Climate-friendly refrigerant CO2 (R744)
The compression refrigeration systems in the Memmert climate chamber ICHeco and in the cooled incubator ICPeco operate with the refrigerant CO2 (R744). Thanks to this climate-friendly refrigerant, the units are not only more environmentally friendly, but also more powerful than comparable temperature control appliances cooled with fluorinated greenhouse gases such as R134a.
The refrigerant CO2, also known in the air conditioning industry as R744, was already known before 1900. Due to the environmentally harmful properties of synthetic refrigerants, it has been experiencing a renaissance for several years. Memmert has also committed itself to the use of natural, environmentally friendly refrigerants. For the eco versions of the constant climate chambers ICH and the cooled incubators ICP, a modern refrigeration control system has been developed that makes the constant climate chamber ICHeco and the cooled incubator ICPeco just as efficient as systems with synthetic refrigerants. In addition, they can fully exploit their clear advantages in terms of cooling capacity and climate friendliness. The basic principle: The appliance regulates the temperatures in the working area exclusively via the cooling system – without energy-intensive back heating.
Refrigerant CO2 with top marks for climate friendliness
The GWP value (Global Warming Potential) is used to compare the effects of substances on the warming of air layers near the ground and thus on the greenhouse effect. The refrigerant used in Memmert ICHeco/ICPeco appliances with the abbreviation R744 and the chemical molecular formula CO2 has a GWP value of 1 and is therefore almost climate-neutral. By contrast, the refrigerant R134a used in many comparable temperature control appliances with a GWP of 1430 after release contributes 1430 times as strongly to the greenhouse effect.
R744 does not contain chlorine and is neither flammable nor toxic. Therefore it does not cause ozone depletion in the atmosphere. CO2 is a by-product of many industrial processes and is available in virtually unlimited quantities. Therefore, far less energy is required for manufacture than for synthetic, fluorinated refrigerants.

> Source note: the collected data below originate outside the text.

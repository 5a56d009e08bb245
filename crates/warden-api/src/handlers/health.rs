//! Health check handlers
//!
//! - /health - component status (token cache, identity providers)
//! - /health/live - the process is running
//! - /health/ready - the token cache answers, so tokens can be verified

use axum::{extract::State, http::StatusCode, Json};
use serde::Serialize;
use std::time::Instant;
use tracing::warn;

use crate::state::AppState;

#[derive(Debug, Clone, Copy, PartialEq, Eq, Serialize)]
#[serde(rename_all = "lowercase")]
pub enum HealthStatus {
    Healthy,
    Unhealthy,
}

#[derive(Debug, Serialize)]
pub struct ComponentHealth {
    pub name: String,
    pub status: HealthStatus,
    #[serde(skip_serializing_if = "Option::is_none")]
    pub message: Option<String>,
    pub latency_ms: u64,
}

#[derive(Debug, Serialize)]
pub struct HealthResponse {
    pub status: HealthStatus,
    pub version: String,
    pub uptime_seconds: u64,
    pub components: Vec<ComponentHealth>,
}

#[derive(Debug, Serialize)]
pub struct SimpleHealthResponse {
    pub status: String,
}

const CACHE_PROBE_KEY: &str = "health:probe";

async fn check_token_cache(state: &AppState) -> ComponentHealth {
    let start = Instant::now();
    let result = state.cache.exists(&[CACHE_PROBE_KEY.to_string()]).await;
    let latency_ms = start.elapsed().as_millis() as u64;

    match result {
        Ok(_) => ComponentHealth {
            name: "token_cache".to_string(),
            status: HealthStatus::Healthy,
            message: None,
            latency_ms,
        },
        Err(e) => {
            warn!("Token cache health check failed: {}", e);
            ComponentHealth {
                name: "token_cache".to_string(),
                status: HealthStatus::Unhealthy,
                message: Some(e.to_string()),
                latency_ms,
            }
        }
    }
}

pub async fn health_check(State(state): State<AppState>) -> (StatusCode, Json<HealthResponse>) {
    let cache = check_token_cache(&state).await;
    let providers = state.registry.configurations().await.len();

    let status = cache.status;
    let components = vec![
        cache,
        ComponentHealth {
            name: "identity_providers".to_string(),
            status: HealthStatus::Healthy,
            message: Some(format!("{} active", providers)),
            latency_ms: 0,
        },
    ];

    let code = match status {
        HealthStatus::Healthy => StatusCode::OK,
        HealthStatus::Unhealthy => StatusCode::SERVICE_UNAVAILABLE,
    };
    (
        code,
        Json(HealthResponse {
            status,
            version: env!("CARGO_PKG_VERSION").to_string(),
            uptime_seconds: state.started_at.elapsed().as_secs(),
            components,
        }),
    )
}

pub async fn liveness() -> Json<SimpleHealthResponse> {
    Json(SimpleHealthResponse {
        status: "alive".to_string(),
    })
}

pub async fn readiness(State(state): State<AppState>) -> (StatusCode, Json<SimpleHealthResponse>) {
    match check_token_cache(&state).await.status {
        HealthStatus::Healthy => (
            StatusCode::OK,
            Json(SimpleHealthResponse {
                status: "ready".to_string(),
            }),
        ),
        HealthStatus::Unhealthy => (
            StatusCode::SERVICE_UNAVAILABLE,
            Json(SimpleHealthResponse {
                status: "not_ready".to_string(),
            }),
        ),
    }
}
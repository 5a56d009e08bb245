//! API route definitions

use axum::{
    middleware,
    routing::{get, post},
    Router,
};

use crate::handlers::{self, oauth};
use crate::middleware::request_id_middleware;
use crate::state::AppState;

/// Create the API router
pub fn create_router(state: AppState) -> Router {
    Router::new()
        .route("/health", get(handlers::health_check))
        .route("/health/live", get(handlers::liveness))
        .route("/health/ready", get(handlers::readiness))
        .nest("/oauth", oauth_routes())
        .layer(middleware::from_fn(request_id_middleware))
        .with_state(state)
}

fn oauth_routes() -> Router<AppState> {
    Router::new()
        .route(
            "/authorize",
            get(oauth::authorize_get).post(oauth::authorize_post),
        )
        .route("/token", post(oauth::token))
        .route("/callback/{provider}", get(oauth::callback))
        .route("/logout", get(oauth::logout_get).post(oauth::logout_post))
        .route("/revoke", post(oauth::revoke))
        .route("/authenticate", post(oauth::authenticate))
}
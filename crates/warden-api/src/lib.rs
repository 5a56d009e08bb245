//! Warden API - HTTP surface of the authorization server
//!
//! Routes:
//! - `/oauth/authorize`, `/oauth/token`, `/oauth/callback/{provider}`,
//!   `/oauth/logout`, `/oauth/revoke`, `/oauth/authenticate`
//! - `/health`, `/health/live`, `/health/ready`
//!
//! Every response carries an `X-Request-ID` header.

pub mod error;
pub mod handlers;
pub mod middleware;
pub mod routes;
pub mod state;

#[cfg(test)]
mod tests;

pub use error::ApiError;
pub use routes::create_router;
pub use state::AppState;
//! Warden Authorization Server - Main Server

use anyhow::{Context, Result};
use axum::Router;
use std::net::SocketAddr;
use std::sync::Arc;
use tokio::sync::watch;
use tower_http::{
    compression::CompressionLayer,
    cors::{Any, CorsLayer},
    trace::TraceLayer,
};
use tracing::{info, warn};
use tracing_subscriber::{fmt, layer::SubscriberExt, util::SubscriberInitExt, EnvFilter};

mod bootstrap;
mod config;

use bootstrap::Bootstrap;
use config::Settings;
use warden_api::AppState;
use warden_core::TokenCache;
use warden_identity::{
    ConfigurationController, LoginAudit, OAuthAuthenticator, PasswordAuthenticator,
    ProviderRegistry, UserMapper,
};
use warden_oauth::{AuthorizationServer, ClientResolver, TokenCodec, TokenManager};
use warden_store::{InMemoryDocumentStore, InMemoryLoginRecorder, InMemoryTokenCache, InMemoryUserRepository};

#[tokio::main]
async fn main() -> Result<()> {
    // Load environment variables from .env file
    dotenvy::dotenv().ok();

    init_tracing();

    let settings = Settings::load().context("Failed to load configuration")?;

    info!(
        "Starting Warden Authorization Server v{}",
        env!("CARGO_PKG_VERSION")
    );

    let (shutdown_tx, shutdown_rx) = watch::channel(false);
    let state = initialize_services(&settings, shutdown_rx).await?;
    let app = create_app(state);

    let addr: SocketAddr = format!("{}:{}", settings.server.host, settings.server.port)
        .parse()
        .context("Invalid server address")?;

    info!("Server listening on http://{}", addr);
    info!("Health check: http://{}/health", addr);

    let listener = tokio::net::TcpListener::bind(addr)
        .await
        .with_context(|| format!("Failed to bind {}", addr))?;
    axum::serve(
        listener,
        app.into_make_service_with_connect_info::<SocketAddr>(),
    )
    .with_graceful_shutdown(async move {
        if let Err(e) = tokio::signal::ctrl_c().await {
            warn!("Failed to listen for shutdown signal: {}", e);
        }
        info!("Shutting down");
        let _ = shutdown_tx.send(true);
    })
    .await?;

    Ok(())
}

fn init_tracing() {
    let env_filter = EnvFilter::try_from_default_env()
        .unwrap_or_else(|_| EnvFilter::new("info,warden=debug,tower_http=debug"));

    tracing_subscriber::registry()
        .with(env_filter)
        .with(fmt::layer().with_target(true))
        .init();
}

fn token_cache(settings: &Settings) -> Result<Arc<dyn TokenCache>> {
    match settings.cache.redis_url.as_deref() {
        None => {
            info!("Using in-memory token cache");
            Ok(Arc::new(InMemoryTokenCache::new()))
        }
        #[cfg(feature = "redis")]
        Some(url) => {
            info!("Using Redis token cache");
            let cache = warden_store::RedisTokenCache::open(url)
                .context("Failed to open Redis token cache")?;
            Ok(Arc::new(cache))
        }
        #[cfg(not(feature = "redis"))]
        Some(_) => anyhow::bail!("cache.redis_url is set but the server was built without the redis feature"),
    }
}

async fn initialize_services(
    settings: &Settings,
    mut shutdown: watch::Receiver<bool>,
) -> Result<AppState> {
    let users = Arc::new(InMemoryUserRepository::new());
    let recorder = Arc::new(InMemoryLoginRecorder::new());
    let documents = Arc::new(InMemoryDocumentStore::new());
    let cache = token_cache(settings)?;

    if let Some(path) = &settings.bootstrap.path {
        info!("Seeding stores from {}", path.display());
        Bootstrap::from_file(path)?
            .seed(users.as_ref(), &documents)
            .await?;
    }

    let registry = Arc::new(
        ProviderRegistry::with_builtin_factories()
            .await
            .context("Failed to register identity provider factories")?,
    );
    info!(
        "Identity provider types: {:?}",
        registry.factory_types().await
    );

    // Keep the registry in sync with identity provider documents
    let controller = Arc::new(ConfigurationController::new(
        registry.clone(),
        documents.clone(),
        documents.clone(),
    ));
    tokio::spawn(controller.run(async move {
        let _ = shutdown.changed().await;
    }));

    let codec = TokenCodec::new(&settings.jwt.secret, settings.jwt.issuer.clone())
        .context("Invalid JWT settings")?;
    let token_settings = settings.token_settings();
    if token_settings.access_token_max_age.is_zero() {
        warn!("Access tokens never expire and cannot be revoked (access_token_max_age_secs = 0)");
    }
    let tokens = Arc::new(TokenManager::new(codec, cache.clone(), token_settings));

    let mapper = Arc::new(UserMapper::new(users));
    let audit = LoginAudit::new(recorder);
    let password = PasswordAuthenticator::new(registry.clone(), mapper.clone(), audit.clone())
        .with_provider_timeout(settings.provider_timeout());
    let oauth = OAuthAuthenticator::new(registry.clone(), mapper.clone(), audit)
        .with_provider_timeout(settings.provider_timeout());

    let server = AuthorizationServer::new(
        ClientResolver::new(documents),
        tokens,
        Arc::new(password),
        Arc::new(oauth),
        mapper,
    );

    info!("All services initialized successfully");
    Ok(AppState::new(Arc::new(server), registry, cache))
}

fn create_app(state: AppState) -> Router {
    warden_api::create_router(state)
        .layer(TraceLayer::new_for_http())
        .layer(CompressionLayer::new())
        .layer(
            CorsLayer::new()
                .allow_origin(Any)
                .allow_methods(Any)
                .allow_headers(Any),
        )
}
#[cfg(test)]
mod tests {
    use super::*;

    fn client(restrictions: &[&str]) -> Client {
        Client {
            name: "kubectl".to_string(),
            secret: "secret".to_string(),
            redirect_uris: vec!["https://foo/cb".to_string()],
            grant_method: GrantMethod::Auto,
            scope_restrictions: restrictions.iter().map(|s| s.to_string()).collect(),
            access_token_max_age: None,
            access_token_inactivity_timeout: None,
        }
    }

    #[test]
    fn test_unknown_scopes_are_dropped() {
        let scopes = granted_scopes(&client(&[]), "openid admin email");
        assert_eq!(scopes, vec!["openid", "email"]);
    }

    #[test]
    fn test_scope_restrictions_filter_scopes() {
        let scopes = granted_scopes(&client(&["openid"]), "openid email profile");
        assert_eq!(scopes, vec!["openid"]);
    }

    #[test]
    fn test_redirect_with_error_keeps_existing_query() {
        let url = Url::parse("https://foo/cb?tenant=a").unwrap();
        let err = OAuthError::new(OAuthErrorCode::AccessDenied, "denied");
        let redirect = redirect_with_error(url, &err, "xyz");
        assert_eq!(
            redirect,
            "https://foo/cb?tenant=a&error=access_denied&error_description=denied&state=xyz"
        );
    }

    #[test]
    fn test_token_errors_map_to_invalid_grant() {
        assert_eq!(token_error(WardenError::TokenNotFound).error, OAuthErrorCode::InvalidGrant);
        assert_eq!(
            token_error(WardenError::cache_error("down")).error,
            OAuthErrorCode::ServerError
        );
    }
}
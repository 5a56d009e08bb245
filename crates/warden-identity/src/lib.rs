//! Warden Identity - Identity providers, user mapping and authentication
//!
//! This crate provides:
//! - Argon2id password hashing (`password`)
//! - Reference providers: LDAP bind, generic OIDC and CAS (`providers`)
//! - The `ProviderRegistry` and the `ConfigurationController` that keeps it
//!   in sync with persisted identity provider documents
//! - The `UserMapper` linking external identities to local users
//! - `PasswordAuthenticator` and `OAuthAuthenticator`
//!
//! # Architecture
//!
//! Providers are built once per configuration by a `ProviderFactory` into an
//! `IdentityProvider`, either an OAuth (redirect) or a generic (credentials)
//! provider. Authenticators look providers up by configuration name, call
//! them under a deadline and resolve the resulting identity per the
//! configuration's mapping method.

pub mod authenticator;
pub mod controller;
pub mod mapper;
pub mod password;
pub mod providers;
pub mod registry;


pub use authenticator::{LoginAudit, OAuthAuthenticator, PasswordAuthenticator};
pub use controller::ConfigurationController;
pub use mapper::UserMapper;
pub use providers::cas::{CasProvider, CasProviderFactory};
pub use providers::ldap::{LdapProvider, LdapProviderFactory};
pub use providers::oidc::{OidcProvider, OidcProviderFactory};
pub use registry::ProviderRegistry;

Improved cooling capacity thanks to CO2 refrigerant
The high volumetric cooling capacity of CO2(R744) enables a space-saving design of compressor, heat exchangers and pipes. Thanks to the excellent heat transfer of CO2, Memmert eco appliances score with faster cooling-down speeds compared to appliances with synthetic refrigerants.
F-Gas regulation provides incentives for conversion
The European Union’s new F-gas regulation aims to reduce emissions of fluorinated greenhouse gases by around 90% by 2050 compared with 1990. Measures include gradual reductions in volumes and bans on placing it on the market.
Background information: The cooling circuit in the compression refrigeration system
Regardless of the refrigerant, the operating principle of a temperature control appliance with compression refrigeration system is essentially the same. In order to cool the chamber load, the cooling liquid extracts heat from the interior of a climate chamber or cooled incubator and releases it into the environment. Refrigeration technology makes use of the various aggregate states of cooling liquids. Liquids that evaporate extract heat from the environment and vice versa. The phases of the cooling circuit compressing/pressure increase (compressor), condensing/heat dissipation, throttling/pressure reduction and evaporating/heat absorption, in which the aggregate state of the refrigerant changes, are also identical (see Fig. 1).
Special feature of transcritical CO2 refrigeration equipment
The temperature and pressure of gases and thus also refrigerants are proportional to each other below the so-called critical point. The higher the pressure at the same volume, the higher the temperature (and vice versa), so the gas heats up at increased pressure in the compressor. With CO2 cooling, there is now a special feature: the critical point of R744 is very low at + 31 ℃ (at 73.6 bar).
In transcritical operation beyond the critical point, gas can no longer be liquefied by pressure and the relationship between temperature and pressure no longer exists. The refrigerant remains in the state between liquid and gaseous. Therefore, a gas cooler for continuous cooling of the gas replaces the condenser. Due to the temperature difference required for heat transfer, the limit for heat transfer to the environment by condensation of the refrigerant is around 25°C in practice. In most cases, refrigeration equipment is therefore operated in a laboratory environment with normal room temperatures above the critical point – i.e. with high pressures.